- What to work on -
The answer must be every line of the records below that holds the word "tests".

- Extracted data -
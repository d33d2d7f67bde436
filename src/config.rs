use std::fs;
use std::path::{Path, PathBuf};

use serde::Deserialize;
use thiserror::Error;

use crate::qc::cell::DEFAULT_PERCENT_TOP;

#[derive(Debug, Error)]
pub enum ConfigError {
    #[error("io error reading {}: {source}", .path.display())]
    Io {
        path: PathBuf,
        source: std::io::Error,
    },
    #[error("toml parse error in {}: {source}", .path.display())]
    Toml {
        path: PathBuf,
        source: toml::de::Error,
    },
    #[error("invalid config value for {field}: {reason}")]
    Invalid { field: &'static str, reason: String },
}

/// QC run settings; every field has a default so an empty file is valid.
#[derive(Debug, Clone, PartialEq, Deserialize)]
#[serde(default, deny_unknown_fields)]
pub struct QcConfig {
    /// Single subset file; takes precedence over `subsets_dir`.
    pub subsets_file: Option<PathBuf>,
    /// Directory of `*.toml` subset files; unset uses the bundled assets.
    pub subsets_dir: Option<PathBuf>,
    pub percent_top: Vec<usize>,
    pub detection_limit: f64,
    pub nmads: f64,
    /// Subset percentages checked by the high-outlier filter.
    pub sub_fields: Vec<String>,
    pub batch_column: Option<String>,
    pub plot: PlotConfig,
}

#[derive(Debug, Clone, PartialEq, Deserialize)]
#[serde(default, deny_unknown_fields)]
pub struct PlotConfig {
    pub n: usize,
    pub colour_cells_by: Option<String>,
    pub drop_features: Vec<String>,
    /// Logical feature column marking controls; unset uses the first
    /// `sub_fields` subset.
    pub controls: Option<String>,
    pub as_percentage: bool,
    pub width: u32,
    pub height: u32,
}

impl Default for QcConfig {
    fn default() -> Self {
        Self {
            subsets_file: None,
            subsets_dir: None,
            percent_top: DEFAULT_PERCENT_TOP.to_vec(),
            detection_limit: 0.0,
            nmads: 3.0,
            sub_fields: vec!["mito".to_string()],
            batch_column: None,
            plot: PlotConfig::default(),
        }
    }
}

impl Default for PlotConfig {
    fn default() -> Self {
        Self {
            n: 50,
            colour_cells_by: None,
            drop_features: Vec::new(),
            controls: None,
            as_percentage: true,
            width: 900,
            height: 1000,
        }
    }
}

impl QcConfig {
    pub fn load(path: &Path) -> Result<Self, ConfigError> {
        let text = fs::read_to_string(path).map_err(|source| ConfigError::Io {
            path: path.to_path_buf(),
            source,
        })?;
        Self::parse(&text).map_err(|e| match e {
            ConfigError::Toml { source, .. } => ConfigError::Toml {
                path: path.to_path_buf(),
                source,
            },
            other => other,
        })
    }

    pub fn parse(text: &str) -> Result<Self, ConfigError> {
        let config: QcConfig = toml::from_str(text).map_err(|source| ConfigError::Toml {
            path: PathBuf::new(),
            source,
        })?;
        config.validate()?;
        Ok(config)
    }

    pub fn load_or_default(path: Option<&Path>) -> Result<Self, ConfigError> {
        match path {
            Some(p) => Self::load(p),
            None => Ok(Self::default()),
        }
    }

    fn validate(&self) -> Result<(), ConfigError> {
        if !(self.nmads.is_finite() && self.nmads > 0.0) {
            return Err(ConfigError::Invalid {
                field: "nmads",
                reason: format!("must be positive, got {}", self.nmads),
            });
        }
        if !(self.detection_limit.is_finite() && self.detection_limit >= 0.0) {
            return Err(ConfigError::Invalid {
                field: "detection_limit",
                reason: format!("must be non-negative, got {}", self.detection_limit),
            });
        }
        if self.percent_top.contains(&0) {
            return Err(ConfigError::Invalid {
                field: "percent_top",
                reason: "entries must be at least 1".to_string(),
            });
        }
        if self.plot.n == 0 {
            return Err(ConfigError::Invalid {
                field: "plot.n",
                reason: "must be at least 1".to_string(),
            });
        }
        if self.plot.width < 100 || self.plot.height < 100 {
            return Err(ConfigError::Invalid {
                field: "plot.width/plot.height",
                reason: "must be at least 100 pixels".to_string(),
            });
        }
        Ok(())
    }
}

#[cfg(test)]
#[path = "../tests/src_inline/config.rs"]
mod tests;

- Result below -
#[path = "../tests/src_inline/config.rs"]
mod tests;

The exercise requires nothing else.